スマートシニア・ビジネスレビュー 2004年3月23日 Vol. 47
エイジング(aging)という言葉は、
高齢社会やシニア市場を語る時によく使われる。
だが、この言葉がもつ意味を
一つの日本語にするのは難しい。
エイジングという言葉では、これまでどちらかというと
「マイナス」の側面が強調されてきた。
たとえば、石油化学プラントや発電プラントは、
長年稼動すると、回転部が摩耗し、
配管などの部材の材質が変化して脆くなる。
このような経年劣化は、設備のエイジングである。
これは、しばしば事故の原因となるため、
可能な限り避けたいマイナスの対象とされてきた。
このため、経年劣化の診断・予防技術が
長年産業界の重要なテーマとなってきた。
一方、人間の体でも加齢とともにひざの関節が痛んだり、
皮膚にしわが増えたりする。
体の機能も経年劣化することから、
機械設備同様にマイナスの対象とされてきた。
最近良く耳にする「アンチエイジング」は、
狭義には抗老化療法のことをいうが、
これは体の機能の経年劣化に対する対処技術といえる。 だが、そもそもエイジングには「プラス」の側面がある。

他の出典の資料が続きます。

//! Registry of the editable configuration fields, grouped the way the
//! editor pane presents them.

use crate::prompt::AgentPromptConfig;

#[derive(Debug, Clone, Copy, PartialEq, Eq)]
pub(crate) enum Section {
    Personalidad,
    Tienda,
    Politicas,
    Devoluciones,
    Envios,
    Pagos,
}

impl Section {
    pub(crate) fn label(self) -> &'static str {
        match self {
            Self::Personalidad => "Personalidad",
            Self::Tienda => "Tienda",
            Self::Politicas => "Políticas",
            Self::Devoluciones => "Devoluciones",
            Self::Envios => "Envíos",
            Self::Pagos => "Pagos",
        }
    }
}

type GetFn = for<'a> fn(&'a AgentPromptConfig) -> &'a str;
type SetFn = fn(&mut AgentPromptConfig, String);

pub(crate) struct FieldSpec {
    /// Stable key used in trace lines and the `/set` command.
    pub(crate) key: &'static str,
    pub(crate) label: &'static str,
    pub(crate) section: Section,
    pub(crate) get: GetFn,
    pub(crate) set: SetFn,
}

pub(crate) const FIELDS: &[FieldSpec] = &[
    FieldSpec {
        key: "agent_name",
        label: "Nombre del agente",
        section: Section::Personalidad,
        get: |config| &config.agent_name,
        set: |config, value| config.agent_name = value,
    },
    FieldSpec {
        key: "initial_greeting",
        label: "Saludo inicial",
        section: Section::Personalidad,
        get: |config| &config.initial_greeting,
        set: |config, value| config.initial_greeting = value,
    },
    FieldSpec {
        key: "base_style",
        label: "Estilo base",
        section: Section::Personalidad,
        get: |config| &config.base_style,
        set: |config, value| config.base_style = value,
    },
    FieldSpec {
        key: "tone",
        label: "Tono",
        section: Section::Personalidad,
        get: |config| &config.tone,
        set: |config, value| config.tone = value,
    },
    FieldSpec {
        key: "characteristic_phrases",
        label: "Frases características",
        section: Section::Personalidad,
        get: |config| &config.characteristic_phrases,
        set: |config, value| config.characteristic_phrases = value,
    },
    FieldSpec {
        key: "store_name",
        label: "Nombre de la tienda",
        section: Section::Tienda,
        get: |config| &config.store_name,
        set: |config, value| config.store_name = value,
    },
    FieldSpec {
        key: "store_description",
        label: "Descripción",
        section: Section::Tienda,
        get: |config| &config.store_description,
        set: |config, value| config.store_description = value,
    },
    FieldSpec {
        key: "business_hours",
        label: "Horarios de atención",
        section: Section::Tienda,
        get: |config| &config.business_hours,
        set: |config, value| config.business_hours = value,
    },
    FieldSpec {
        key: "contact_info",
        label: "Contacto",
        section: Section::Tienda,
        get: |config| &config.contact_info,
        set: |config, value| config.contact_info = value,
    },
    FieldSpec {
        key: "physical_address",
        label: "Dirección física",
        section: Section::Tienda,
        get: |config| &config.physical_address,
        set: |config, value| config.physical_address = value,
    },
    FieldSpec {
        key: "privacy_policy_url",
        label: "Política de privacidad",
        section: Section::Politicas,
        get: |config| &config.privacy_policy_url,
        set: |config, value| config.privacy_policy_url = value,
    },
    FieldSpec {
        key: "terms_conditions_url",
        label: "Términos y condiciones",
        section: Section::Politicas,
        get: |config| &config.terms_conditions_url,
        set: |config, value| config.terms_conditions_url = value,
    },
    FieldSpec {
        key: "return_policy",
        label: "Política de devoluciones",
        section: Section::Devoluciones,
        get: |config| &config.return_policy,
        set: |config, value| config.return_policy = value,
    },
    FieldSpec {
        key: "return_timeframe",
        label: "Tiempo límite",
        section: Section::Devoluciones,
        get: |config| &config.return_timeframe,
        set: |config, value| config.return_timeframe = value,
    },
    FieldSpec {
        key: "return_conditions",
        label: "Condiciones",
        section: Section::Devoluciones,
        get: |config| &config.return_conditions,
        set: |config, value| config.return_conditions = value,
    },
    FieldSpec {
        key: "return_process",
        label: "Proceso",
        section: Section::Devoluciones,
        get: |config| &config.return_process,
        set: |config, value| config.return_process = value,
    },
    FieldSpec {
        key: "shipping_options",
        label: "Opciones de envío",
        section: Section::Envios,
        get: |config| &config.shipping_options,
        set: |config, value| config.shipping_options = value,
    },
    FieldSpec {
        key: "delivery_times",
        label: "Tiempos de entrega",
        section: Section::Envios,
        get: |config| &config.delivery_times,
        set: |config, value| config.delivery_times = value,
    },
    FieldSpec {
        key: "shipping_costs",
        label: "Costos de envío",
        section: Section::Envios,
        get: |config| &config.shipping_costs,
        set: |config, value| config.shipping_costs = value,
    },
    FieldSpec {
        key: "coverage_areas",
        label: "Cobertura",
        section: Section::Envios,
        get: |config| &config.coverage_areas,
        set: |config, value| config.coverage_areas = value,
    },
    FieldSpec {
        key: "payment_methods",
        label: "Métodos de pago",
        section: Section::Pagos,
        get: |config| &config.payment_methods,
        set: |config, value| config.payment_methods = value,
    },
    FieldSpec {
        key: "payment_security",
        label: "Seguridad de pagos",
        section: Section::Pagos,
        get: |config| &config.payment_security,
        set: |config, value| config.payment_security = value,
    },
];

pub(crate) fn field_by_key(key: &str) -> Option<&'static FieldSpec> {
    FIELDS.iter().find(|field| field.key == key)
}
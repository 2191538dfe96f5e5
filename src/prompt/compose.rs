//! Prompt compilation: configuration plus enabled tools in, resolved
//! system-prompt text out.
//!
//! Everything here is a pure function of its arguments. The render date is
//! injected as a [`time::Date`] so re-rendering on every keystroke stays
//! deterministic and testable; nothing reads a global clock.

use time::{Date, Month, Weekday};

use super::highlight;
use super::model::{AgentPromptConfig, FaqEntry, ToolDescriptor};

/// Fallback line when no tool is enabled.
pub const NO_TOOLS_LINE: &str = "- No hay herramientas disponibles";

/// Renders the full system prompt for the given configuration and tool
/// catalog. Missing or malformed fields degrade to empty text or a defined
/// fallback; this function never fails.
pub fn compile(config: &AgentPromptConfig, tools: &[ToolDescriptor], today: Date) -> String {
    highlight::values(config, tools, today).to_text()
}

/// `- name` lines for the enabled subsequence of the catalog, in catalog
/// order, or the literal fallback line when nothing is enabled.
pub fn tools_block(tools: &[ToolDescriptor]) -> String {
    let lines: Vec<String> = tools
        .iter()
        .filter(|tool| tool.enabled)
        .map(|tool| format!("- {}", tool.name))
        .collect();

    if lines.is_empty() {
        NO_TOOLS_LINE.to_string()
    } else {
        lines.join("\n")
    }
}

/// FAQ paragraphs: bold question, answer on the next line, blank line
/// between entries, no trailing separator. An empty list renders empty; the
/// skeleton carries the section heading either way.
pub fn faq_block(faqs: &[FaqEntry]) -> String {
    faqs.iter()
        .map(|faq| format!("*{}*\n{}", faq.question, faq.answer))
        .collect::<Vec<_>>()
        .join("\n\n")
}

/// Long-form Spanish date, the shape `es-ES` locales render:
/// `jueves, 7 de agosto de 2025`.
pub fn long_date_es(date: Date) -> String {
    format!(
        "{}, {} de {} de {}",
        weekday_es(date.weekday()),
        date.day(),
        month_es(date.month()),
        date.year()
    )
}

fn weekday_es(weekday: Weekday) -> &'static str {
    match weekday {
        Weekday::Monday => "lunes",
        Weekday::Tuesday => "martes",
        Weekday::Wednesday => "miércoles",
        Weekday::Thursday => "jueves",
        Weekday::Friday => "viernes",
        Weekday::Saturday => "sábado",
        Weekday::Sunday => "domingo",
    }
}

fn month_es(month: Month) -> &'static str {
    match month {
        Month::January => "enero",
        Month::February => "febrero",
        Month::March => "marzo",
        Month::April => "abril",
        Month::May => "mayo",
        Month::June => "junio",
        Month::July => "julio",
        Month::August => "agosto",
        Month::September => "septiembre",
        Month::October => "octubre",
        Month::November => "noviembre",
        Month::December => "diciembre",
    }
}

#[cfg(test)]
mod tests {
    use super::{NO_TOOLS_LINE, compile, faq_block, long_date_es, tools_block};
    use crate::prompt::model::{AgentPromptConfig, FaqEntry, ToolCategory, ToolDescriptor};
    use time::macros::date;

    fn tool(id: &str, name: &str, enabled: bool) -> ToolDescriptor {
        ToolDescriptor {
            id: id.to_string(),
            name: name.to_string(),
            enabled,
            category: ToolCategory::Orders,
            ..ToolDescriptor::default()
        }
    }

    #[test]
    fn long_date_matches_es_locale_shape() {
        assert_eq!(long_date_es(date!(2025 - 08 - 07)), "jueves, 7 de agosto de 2025");
        assert_eq!(long_date_es(date!(2024 - 01 - 01)), "lunes, 1 de enero de 2024");
        assert_eq!(
            long_date_es(date!(2026 - 12 - 26)),
            "sábado, 26 de diciembre de 2026"
        );
    }

    #[test]
    fn tools_block_filters_disabled_and_preserves_order() {
        let tools = vec![
            tool("a", "Buscar Productos", true),
            tool("b", "Agendar Cita", false),
            tool("c", "Estado de Envío", true),
        ];
        insta::assert_snapshot!(tools_block(&tools), @r"
        - Buscar Productos
        - Estado de Envío
        ");
    }

    #[test]
    fn tools_block_falls_back_when_nothing_enabled() {
        assert_eq!(tools_block(&[]), NO_TOOLS_LINE);
        assert_eq!(tools_block(&[tool("a", "Buscar Productos", false)]), NO_TOOLS_LINE);
    }

    #[test]
    fn faq_block_separates_entries_without_trailing_separator() {
        let faqs = vec![
            FaqEntry {
                question: "Q1".to_string(),
                answer: "A1".to_string(),
            },
            FaqEntry {
                question: "Q2".to_string(),
                answer: "A2".to_string(),
            },
        ];
        assert_eq!(faq_block(&faqs), "*Q1*\nA1\n\n*Q2*\nA2");
        assert_eq!(faq_block(&[]), "");
    }

    #[test]
    fn compile_is_deterministic_for_a_fixed_clock() {
        let config = AgentPromptConfig {
            agent_name: "Sofia".to_string(),
            store_name: "TechStore Pro".to_string(),
            ..AgentPromptConfig::default()
        };
        let tools = vec![tool("envio", "Estado de Envío", true)];
        let today = date!(2025 - 08 - 07);

        let first = compile(&config, &tools, today);
        let second = compile(&config, &tools, today);
        assert_eq!(first, second);
    }

    #[test]
    fn compile_starts_with_the_identity_line() {
        let config = AgentPromptConfig {
            agent_name: "Sofia".to_string(),
            store_name: "TechStore Pro".to_string(),
            ..AgentPromptConfig::default()
        };
        let prompt = compile(&config, &[], date!(2025 - 08 - 07));
        let first_line = prompt.lines().next().expect("prompt has lines");
        assert_eq!(
            first_line,
            "Eres Sofia, un agente de inteligencia artificial especializado en e-commerce. Tu propósito es asistir a los clientes de TechStore Pro."
        );
    }

    #[test]
    fn compile_bakes_the_injected_date() {
        let prompt = compile(&AgentPromptConfig::default(), &[], date!(2025 - 08 - 07));
        assert!(prompt.contains("Hoy es jueves, 7 de agosto de 2025"));
    }

    #[test]
    fn unknown_base_style_resolves_to_empty_description() {
        let config = AgentPromptConfig {
            base_style: "no_such_style".to_string(),
            ..AgentPromptConfig::default()
        };
        let prompt = compile(&config, &[], date!(2025 - 08 - 07));
        assert!(prompt.contains("Tu estilo de conversación debe ser: \n"));
    }
}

たとえば、バイオリンやギターなど
木製楽器におけるエイジングがそうだ。
これらの楽器では、製作当初は木の中に水分が
残っているため、音の響きがあまり良くない。
だが、年数が経つと、この水分が徐々に抜け、
かわりに楽器の表面に塗ってあるニス類がなじんでいく。
この過程をエイジングと呼ぶが、
上手な弾き手が弾き込むと、 その楽器は良い音で鳴るようになる。
逆に下手な弾き手が弾き込むと、
その楽器は「下手な音」で鳴るようになる。
ストラディバリウスのような名器は、
楽器そのものだけで名器になったのではない。
名演奏家に弾き込まれることで、
良い音で鳴るようになったのである。
また、ウイスキーは木の樽の中で長時間寝かせることで、
徐々に味がまろやかになっていく。
ワインもカーブの中で寝かせることで香り高くなっていく。
これらも熟成と呼ばれるエイジングのおかげである。
このようにエイジングという言葉には、
本来「プラス」と「マイナス」の両方の意味が包含されている。
だが、日本だけでなく、アメリカでもヨーロッパでも
どちらかといえば「マイナス」の側面が強調されてきた。
この反動からか、逆にエイジングの「プラス」の側面を
強調しようとする傾向が近年見られる。
たとえば、「ポジティブエイジング」という言葉が使われるが、
前述の理由から、実はおかしな意味の言葉となっている。
つまり、本来「ポジティブ(positive)」な意味のある
エイジングという言葉にさらにポジティブという
修飾語をつけているため、 意味の重複になっている。
また、「アクティブエイジング」という言葉もよく聞かれる。
だが、この言葉はエイジングという過程を活性化(activate)する
という意味になる。
つまり、プラス面もマイナス面も活性化する意味であり、
決してプラス面だけを活性化する意味にはならない。
にもかかわらず、エイジングのマイナス面の払拭だけを
強調するキャンペーンは、世の中にあふれている。
AARPが昨年3月の雑誌のリニューアルから実施している
「Sixty is new Thirty(60歳は新しい30歳です)」という
キャンペーンは、その典型だ。
だが、これらのキャンペーンの大半は、
肝心の年長者から総スカンをくらっており、
きわめて評判が悪い。
その最大の理由は、キャンペーンの主催者が、
エイジングをマイナスの側面でのみ捉え、
それを否定することで年長者の支持を取り付けようとする
浅薄な姿勢を年長者に見透かされているからである。
このような姿勢が生まれてくる背景には、
本来プラスとマイナスの両面を包含するエイジングを、
「善」か「悪」か、という二元論的な考え方で
判断しようとするところにある。
このような考え方は、
エイジングがもつ「影」の部分を覆い隠し、
「光」の部分だけを強調するようなものだ。
われわれに必要なのは、
エイジングを善か悪かという尺度で色付けをすることではない。
エイジングのよい面も悪い面も現実として受け入れたうえで、
このような二元論的な対立を乗り越えていくことである。
60歳になれば30歳でできたこともできなくなるかもしれない。
だが、30歳で見えなかった世界が見えてくることもある。
同様に、60歳ではできないが30歳でできることもある。
60歳は60歳であり、決して「新しい30歳」ではないはずだ。